我有一个使用Windows用户名并将其传递给过程以返回数据的Intranet应用程序。
- I'm using dependency injection, but I don't believe I have the method to get the username separated properly. 我正在使用依赖项注入,但是我不相信有办法正确分离用户名。
- I'm trying to keep this secure by not passing in the username as a parameter, but I also want to be able to impersonate (or bypass my GetWindowsUser() method) and send in another username so I can test results for other users. 我试图通过不传递用户名作为参数来确保这一点的安全,但是我也希望能够模拟(或绕过我的GetWindowsUser()方法)并发送另一个用户名,以便为其他用户测试结果。
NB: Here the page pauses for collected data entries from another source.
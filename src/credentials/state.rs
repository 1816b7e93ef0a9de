use std::time::Duration;
use tokio::time::Instant;

/// Tracks the usability of one credential
///
/// A credential is either available, cooling down after a rate limit until
/// `exhausted_until`, or revoked for the rest of the process.
#[derive(Debug, Clone, Default)]
pub struct CredentialState {
    /// Number of calls handed out with this credential
    pub use_count: u64,

    /// When the credential was last handed out
    pub last_used: Option<Instant>,

    /// Cooldown deadline after a rate limit
    pub exhausted_until: Option<Instant>,

    /// Rejected by the service; never handed out again
    pub revoked: bool,

    /// Number of rate-limit signals received
    pub rate_limit_hits: u32,
}

impl CredentialState {
    pub fn new() -> Self {
        Self::default()
    }

    /// Checks if the credential can be handed out at `now`
    pub fn is_available(&self, now: Instant) -> bool {
        if self.revoked {
            return false;
        }

        match self.exhausted_until {
            Some(until) => now >= until,
            None => true,
        }
    }

    /// Records that the credential was handed out
    pub fn record_use(&mut self, now: Instant) {
        self.use_count += 1;
        self.last_used = Some(now);
    }

    /// Takes the credential out of rotation for `cooldown`
    ///
    /// A later deadline always wins over an earlier one.
    pub fn mark_rate_limited(&mut self, now: Instant, cooldown: Duration) {
        self.rate_limit_hits += 1;
        let until = now + cooldown;
        self.exhausted_until = Some(match self.exhausted_until {
            Some(existing) if existing > until => existing,
            _ => until,
        });
    }

    /// Takes the credential out of rotation for good
    pub fn revoke(&mut self) {
        self.revoked = true;
    }

    /// Clears an expired cooldown; returns true if one was cleared
    pub fn clear_expired(&mut self, now: Instant) -> bool {
        match self.exhausted_until {
            Some(until) if now >= until => {
                self.exhausted_until = None;
                true
            }
            _ => false,
        }
    }

    /// Time until the credential becomes available again
    ///
    /// Returns `Some(ZERO)` if it is available now and `None` if it never will be.
    pub fn time_until_available(&self, now: Instant) -> Option<Duration> {
        if self.revoked {
            return None;
        }

        match self.exhausted_until {
            Some(until) if until > now => Some(until - now),
            _ => Some(Duration::ZERO),
        }
    }
}
//! URL handling module for Doc-Digest
//!
//! This module provides URL normalization and glob matching used by the page
//! source to decide which documentation pages are in scope.

mod matcher;
mod normalize;

pub use matcher::matches_glob;
pub use normalize::normalize_url;

use url::Url;

/// Returns true if two URLs share scheme, host and port
///
/// Link following never leaves the host the seed was on.
pub fn same_origin(a: &Url, b: &Url) -> bool {
    a.scheme() == b.scheme()
        && a.host_str() == b.host_str()
        && a.port_or_known_default() == b.port_or_known_default()
}

/// Returns true if a URL passes the optional scope pattern
pub fn in_scope(pattern: Option<&str>, url: &Url) -> bool {
    pattern.map_or(true, |p| matches_glob(p, url.as_str()))
}
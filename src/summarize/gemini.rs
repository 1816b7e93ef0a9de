//! Gemini `generateContent` client
//!
//! This module maps one summarization call onto the Gemini REST API and
//! classifies every failure into a `SummarizeError`:
//!
//! | Condition | Result |
//! |-----------|--------|
//! | HTTP 429 | RateLimited (with `Retry-After` / `RetryInfo` hint) |
//! | HTTP 401, 403, 400 with `API_KEY_INVALID` | CredentialRejected |
//! | HTTP 408, 5xx | Transient |
//! | Other 4xx | Rejected |
//! | Timeout, connection error | Transient |
//! | Unparseable body, no candidate text | Malformed |

use crate::config::SummarizerConfig;
use crate::credentials::Credential;
use crate::summarize::{SummarizeError, Summarizer};
use async_trait::async_trait;
use reqwest::{header::RETRY_AFTER, Client, Response, StatusCode};
use serde::{Deserialize, Serialize};
use std::time::Duration;

/// Summarizer backed by a hosted Gemini model
#[derive(Debug, Clone)]
pub struct GeminiClient {
    client: Client,
    endpoint: String,
    model: String,
    system_prompt: String,
    timeout: Duration,
}

impl GeminiClient {
    /// Creates a client from the `[summarizer]` configuration section
    pub fn new(client: Client, config: &SummarizerConfig) -> Self {
        Self {
            client,
            endpoint: config.endpoint.trim_end_matches('/').to_string(),
            model: config.model.clone(),
            system_prompt: config.system_prompt.clone(),
            timeout: Duration::from_secs(config.timeout_secs),
        }
    }

    /// Full URL of the generateContent call
    pub fn request_url(&self) -> String {
        format!("{}/models/{}:generateContent", self.endpoint, self.model)
    }

    fn request_body<'a>(&'a self, source_text: &'a str) -> GenerateRequest<'a> {
        GenerateRequest {
            system_instruction: Content {
                role: None,
                parts: vec![Part {
                    text: &self.system_prompt,
                }],
            },
            contents: vec![Content {
                role: Some("user"),
                parts: vec![Part { text: source_text }],
            }],
        }
    }
}

#[async_trait]
impl Summarizer for GeminiClient {
    async fn summarize(
        &self,
        credential: &Credential,
        source_text: &str,
    ) -> Result<String, SummarizeError> {
        let response = self
            .client
            .post(self.request_url())
            .header("x-goog-api-key", credential.key())
            .timeout(self.timeout)
            .json(&self.request_body(source_text))
            .send()
            .await
            .map_err(classify_transport_error)?;

        let status = response.status();
        if !status.is_success() {
            return Err(classify_error_response(response).await);
        }

        let body: GenerateResponse = response
            .json()
            .await
            .map_err(|e| SummarizeError::Malformed(format!("Unreadable response body: {}", e)))?;

        extract_text(body)
    }
}

#[derive(Serialize)]
#[serde(rename_all = "camelCase")]
struct GenerateRequest<'a> {
    system_instruction: Content<'a>,
    contents: Vec<Content<'a>>,
}

#[derive(Serialize)]
struct Content<'a> {
    #[serde(skip_serializing_if = "Option::is_none")]
    role: Option<&'a str>,
    parts: Vec<Part<'a>>,
}

#[derive(Serialize)]
struct Part<'a> {
    text: &'a str,
}

#[derive(Debug, Deserialize)]
#[serde(rename_all = "camelCase")]
struct GenerateResponse {
    #[serde(default)]
    candidates: Vec<Candidate>,
    #[serde(default)]
    prompt_feedback: Option<PromptFeedback>,
}

#[derive(Debug, Deserialize)]
#[serde(rename_all = "camelCase")]
struct Candidate {
    #[serde(default)]
    content: Option<CandidateContent>,
    #[serde(default)]
    finish_reason: Option<String>,
}

#[derive(Debug, Deserialize)]
struct CandidateContent {
    #[serde(default)]
    parts: Vec<CandidatePart>,
}

#[derive(Debug, Deserialize)]
struct CandidatePart {
    #[serde(default)]
    text: Option<String>,
}

#[derive(Debug, Deserialize)]
#[serde(rename_all = "camelCase")]
struct PromptFeedback {
    #[serde(default)]
    block_reason: Option<String>,
}

#[derive(Debug, Deserialize)]
struct ErrorEnvelope {
    error: ApiError,
}

#[derive(Debug, Deserialize)]
struct ApiError {
    #[serde(default)]
    message: String,
    #[serde(default)]
    status: Option<String>,
    #[serde(default)]
    details: Vec<serde_json::Value>,
}

/// Joins the text parts of the first candidate
fn extract_text(body: GenerateResponse) -> Result<String, SummarizeError> {
    if let Some(reason) = body.prompt_feedback.and_then(|f| f.block_reason) {
        return Err(SummarizeError::Malformed(format!(
            "Prompt blocked: {}",
            reason
        )));
    }

    let candidate = body
        .candidates
        .into_iter()
        .next()
        .ok_or_else(|| SummarizeError::Malformed("No candidates in response".to_string()))?;

    let text: String = candidate
        .content
        .map(|content| {
            content
                .parts
                .into_iter()
                .filter_map(|part| part.text)
                .collect()
        })
        .unwrap_or_default();

    if text.trim().is_empty() {
        return Err(SummarizeError::Malformed(format!(
            "Empty candidate text (finish reason: {})",
            candidate.finish_reason.as_deref().unwrap_or("unknown")
        )));
    }

    Ok(text)
}

fn classify_transport_error(e: reqwest::Error) -> SummarizeError {
    if e.is_timeout() {
        SummarizeError::Transient("Request timeout".to_string())
    } else if e.is_connect() {
        SummarizeError::Transient(format!("Connection failed: {}", e))
    } else {
        SummarizeError::Transient(e.to_string())
    }
}

async fn classify_error_response(response: Response) -> SummarizeError {
    let status = response.status();
    let header_retry = response
        .headers()
        .get(RETRY_AFTER)
        .and_then(|v| v.to_str().ok())
        .and_then(|v| v.trim().parse::<u64>().ok())
        .map(Duration::from_secs);

    let text = response.text().await.unwrap_or_default();
    let api_error = serde_json::from_str::<ErrorEnvelope>(&text)
        .ok()
        .map(|envelope| envelope.error);
    let message = api_error
        .as_ref()
        .map(|e| match &e.status {
            Some(s) => format!("HTTP {} {}: {}", status.as_u16(), s, e.message),
            None => format!("HTTP {}: {}", status.as_u16(), e.message),
        })
        .unwrap_or_else(|| format!("HTTP {}", status.as_u16()));

    match status {
        StatusCode::TOO_MANY_REQUESTS => SummarizeError::RateLimited {
            retry_after: header_retry.or_else(|| api_error.as_ref().and_then(retry_delay)),
        },
        StatusCode::UNAUTHORIZED | StatusCode::FORBIDDEN => {
            SummarizeError::CredentialRejected(message)
        }
        StatusCode::BAD_REQUEST if text.contains("API_KEY_INVALID") => {
            SummarizeError::CredentialRejected(message)
        }
        StatusCode::REQUEST_TIMEOUT => SummarizeError::Transient(message),
        s if s.is_server_error() => SummarizeError::Transient(message),
        _ => SummarizeError::Rejected(message),
    }
}

/// Reads the `retryDelay` of a `google.rpc.RetryInfo` detail, e.g. `"37s"`
fn retry_delay(error: &ApiError) -> Option<Duration> {
    error
        .details
        .iter()
        .filter_map(|detail| detail.get("retryDelay").and_then(|v| v.as_str()))
        .find_map(parse_proto_duration)
}

fn parse_proto_duration(raw: &str) -> Option<Duration> {
    let secs: f64 = raw.strip_suffix('s')?.parse().ok()?;
    if secs.is_finite() && secs >= 0.0 {
        Some(Duration::from_secs_f64(secs))
    } else {
        None
    }
}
- One idea I had for this was to set a session variable in another page with another (impersonated) username, then check if that session variable exists first before grabbing the actual user name, but I couldn't figure out how to access the session variable in the repository. 我的一个想法是在另一个页面中使用另一个(模拟的)用户名设置会话变量,然后在获取实际用户名之前先检查该会话变量是否存在,但是我不知道如何访问会话变量在存储库中。
- One idea I had for this was to set a session variable in another page with another (impersonated) username, then check if that session variable exists first before grabbing the actual user name, but I couldn't figure out how to access the session variable in the repository.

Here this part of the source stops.